GitLab Issues a Patch for a Critical Vulnerability That Could Allow Attackers to Take Over Accounts

GitLab, a DevOps platform, has issued software upgrades to address a significant security flaw that, if exploited, may allow an adversary to gain control of accounts. The CVE-2022-1162 vulnerability has a CVSS score of 9.1 and was discovered internally by the GitLab team.

"A hardcoded password was set for accounts registered using an OmniAuth provider (e.g., OAuth, LDAP, SAML) in GitLab CE/EE versions 14.7 prior to 14.7.7, 14.8 prior to 14.8.5, and 14.9 prior to 14.9.2," according to a March 31 advisory from the company.

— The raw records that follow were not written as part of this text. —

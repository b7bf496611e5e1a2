//! Status indicator rendered as a terminal progress bar

use std::time::Duration;

use booster_core::device::{IndicatorMode, StatusIndicator};
use indicatif::{ProgressBar, ProgressStyle};

/// Create a standard progress bar style
fn create_progress_bar_style() -> ProgressStyle {
    ProgressStyle::default_bar()
        .template("{spinner:.green} [{elapsed_precise}] [{bar:40.cyan/blue}] {pos}/{len} pages {msg}")
        .unwrap_or_else(|_| ProgressStyle::default_bar())
        .progress_chars("#>-")
}

/// Shows page ticks as a progress bar and indicator modes as messages
pub struct IndicatifIndicator {
    bar: ProgressBar,
    mode: IndicatorMode,
}

impl IndicatifIndicator {
    /// Create an indicator expecting at most `pages` page programs
    pub fn new(pages: u64) -> Self {
        let bar = ProgressBar::new(pages);
        bar.set_style(create_progress_bar_style());
        bar.enable_steady_tick(Duration::from_millis(100));
        Self {
            bar,
            mode: IndicatorMode::Idle,
        }
    }

    /// Mode currently shown
    pub fn mode(&self) -> IndicatorMode {
        self.mode
    }

    /// Stop the bar, leaving its last state on screen
    pub fn finish(&self) {
        self.bar.finish();
    }
}

impl StatusIndicator for IndicatifIndicator {
    fn set_mode(&mut self, mode: IndicatorMode) {
        self.mode = mode;
        let message = match mode {
            IndicatorMode::Idle => "idle",
            IndicatorMode::Error => "ERROR",
            IndicatorMode::Writing => "committing",
        };
        self.bar.set_message(message);
    }

    fn tick(&mut self, _value: u8) {
        self.bar.inc(1);
    }
}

GitLab also indicated that it reset the passwords of an undefined number of users out of caution after addressing the bug in the most recent releases of GitLab Community Edition (CE) and Enterprise Edition (EE) versions 14.9.2, 14.8.5, and 14.7.7.

Image Courtesy: The Hacker News

"Our examination showed no evidence that users or accounts were compromised," the business claimed.

The company has also issued a script that self-managed instance managers can use to identify accounts that may be affected by CVE-2022-1162. Once the impacted accounts have been identified, a password reset is advised.

GitLab's security update also fixes two high-severity stored cross-site scripting (XSS) vulnerabilities (CVE-2022-1175 and CVE-2022-1190), nine medium-severity weaknesses, and five low-severity concerns.

Users with affected installations are strongly urged to upgrade to the most recent version as quickly as feasible, given the severity of some of the issues.